- [TASK INSTRUCTIONS]: Which lines of the data contain the string "PathBuf"? Copy every one of them.
===== DATASET RECORDS =====
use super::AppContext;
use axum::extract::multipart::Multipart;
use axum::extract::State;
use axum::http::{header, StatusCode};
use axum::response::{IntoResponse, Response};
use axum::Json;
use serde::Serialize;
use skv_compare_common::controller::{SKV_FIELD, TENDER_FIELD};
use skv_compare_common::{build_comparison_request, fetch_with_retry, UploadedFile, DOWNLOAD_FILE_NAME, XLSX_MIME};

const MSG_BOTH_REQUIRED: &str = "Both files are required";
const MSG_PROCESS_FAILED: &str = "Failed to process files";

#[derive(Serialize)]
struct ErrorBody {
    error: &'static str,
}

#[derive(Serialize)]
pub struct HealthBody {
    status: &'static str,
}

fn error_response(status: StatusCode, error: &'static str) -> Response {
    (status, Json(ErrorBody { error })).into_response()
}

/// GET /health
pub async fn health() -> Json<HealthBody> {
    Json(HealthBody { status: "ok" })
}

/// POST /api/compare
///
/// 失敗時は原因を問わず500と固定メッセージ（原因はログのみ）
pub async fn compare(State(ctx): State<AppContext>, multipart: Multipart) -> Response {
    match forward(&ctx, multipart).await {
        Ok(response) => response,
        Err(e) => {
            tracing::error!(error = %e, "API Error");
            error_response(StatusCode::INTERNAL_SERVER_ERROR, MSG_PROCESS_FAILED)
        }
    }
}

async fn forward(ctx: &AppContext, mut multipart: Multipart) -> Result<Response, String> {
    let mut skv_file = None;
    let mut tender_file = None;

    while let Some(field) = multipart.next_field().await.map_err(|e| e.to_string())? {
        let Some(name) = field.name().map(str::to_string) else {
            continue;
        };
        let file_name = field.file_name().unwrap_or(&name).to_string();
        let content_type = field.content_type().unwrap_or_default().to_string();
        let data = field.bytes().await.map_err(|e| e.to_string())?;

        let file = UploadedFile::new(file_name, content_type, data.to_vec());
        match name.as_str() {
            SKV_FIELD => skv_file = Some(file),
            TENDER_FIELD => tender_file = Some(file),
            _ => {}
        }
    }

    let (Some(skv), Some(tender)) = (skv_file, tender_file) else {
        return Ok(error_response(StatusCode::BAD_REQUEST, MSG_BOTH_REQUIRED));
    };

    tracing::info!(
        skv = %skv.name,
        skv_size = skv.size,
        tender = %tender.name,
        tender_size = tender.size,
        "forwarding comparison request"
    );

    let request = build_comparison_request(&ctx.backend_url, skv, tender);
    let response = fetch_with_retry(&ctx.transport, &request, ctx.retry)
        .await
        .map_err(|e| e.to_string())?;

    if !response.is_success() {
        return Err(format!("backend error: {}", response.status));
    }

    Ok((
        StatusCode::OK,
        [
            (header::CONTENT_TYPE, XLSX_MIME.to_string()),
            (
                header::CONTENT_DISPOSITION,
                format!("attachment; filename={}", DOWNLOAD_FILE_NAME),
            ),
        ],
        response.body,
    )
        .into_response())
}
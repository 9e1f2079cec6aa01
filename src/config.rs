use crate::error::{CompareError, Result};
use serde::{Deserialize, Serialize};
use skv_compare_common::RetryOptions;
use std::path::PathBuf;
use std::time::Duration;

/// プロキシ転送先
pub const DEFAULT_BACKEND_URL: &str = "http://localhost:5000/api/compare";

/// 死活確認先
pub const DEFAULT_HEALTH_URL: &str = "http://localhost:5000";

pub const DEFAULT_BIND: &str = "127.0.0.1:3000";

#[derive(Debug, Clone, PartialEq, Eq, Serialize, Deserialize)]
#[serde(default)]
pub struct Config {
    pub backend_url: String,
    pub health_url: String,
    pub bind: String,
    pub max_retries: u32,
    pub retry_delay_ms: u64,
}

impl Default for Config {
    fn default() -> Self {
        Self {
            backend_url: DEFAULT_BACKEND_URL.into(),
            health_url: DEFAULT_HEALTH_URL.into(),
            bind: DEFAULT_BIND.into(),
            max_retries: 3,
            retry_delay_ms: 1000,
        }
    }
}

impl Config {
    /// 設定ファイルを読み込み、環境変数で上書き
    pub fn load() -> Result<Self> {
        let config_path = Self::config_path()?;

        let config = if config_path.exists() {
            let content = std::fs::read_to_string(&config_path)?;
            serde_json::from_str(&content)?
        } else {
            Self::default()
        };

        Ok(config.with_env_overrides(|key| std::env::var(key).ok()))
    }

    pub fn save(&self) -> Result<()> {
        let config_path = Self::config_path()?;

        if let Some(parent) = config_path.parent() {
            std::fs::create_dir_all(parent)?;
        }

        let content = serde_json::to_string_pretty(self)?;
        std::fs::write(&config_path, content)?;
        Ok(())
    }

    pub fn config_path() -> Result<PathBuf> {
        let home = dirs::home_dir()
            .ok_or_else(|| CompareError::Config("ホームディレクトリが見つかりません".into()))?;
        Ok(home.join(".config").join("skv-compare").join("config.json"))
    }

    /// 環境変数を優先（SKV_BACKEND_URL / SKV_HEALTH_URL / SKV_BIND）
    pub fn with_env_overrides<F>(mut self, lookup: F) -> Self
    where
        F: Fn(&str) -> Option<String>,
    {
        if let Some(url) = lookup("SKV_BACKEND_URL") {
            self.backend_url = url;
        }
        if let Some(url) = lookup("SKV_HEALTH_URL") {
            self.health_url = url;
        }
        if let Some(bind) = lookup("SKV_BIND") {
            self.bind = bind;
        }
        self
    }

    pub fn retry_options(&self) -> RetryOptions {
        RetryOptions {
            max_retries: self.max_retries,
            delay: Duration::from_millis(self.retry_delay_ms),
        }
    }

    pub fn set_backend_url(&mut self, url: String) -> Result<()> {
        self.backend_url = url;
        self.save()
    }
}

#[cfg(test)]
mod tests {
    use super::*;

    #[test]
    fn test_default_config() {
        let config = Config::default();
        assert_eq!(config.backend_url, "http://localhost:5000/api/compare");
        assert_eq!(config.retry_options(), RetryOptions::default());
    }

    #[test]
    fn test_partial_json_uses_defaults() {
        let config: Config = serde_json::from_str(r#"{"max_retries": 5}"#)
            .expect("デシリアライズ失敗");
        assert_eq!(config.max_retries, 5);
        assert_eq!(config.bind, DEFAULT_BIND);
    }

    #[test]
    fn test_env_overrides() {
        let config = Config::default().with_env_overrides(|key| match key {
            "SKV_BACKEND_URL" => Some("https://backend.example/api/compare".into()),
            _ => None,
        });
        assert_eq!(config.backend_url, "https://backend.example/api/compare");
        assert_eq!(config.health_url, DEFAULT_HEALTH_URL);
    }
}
=====
- [THE COMPLETED TASK]:
use std::path::PathBuf;
    pub fn config_path() -> Result<PathBuf> {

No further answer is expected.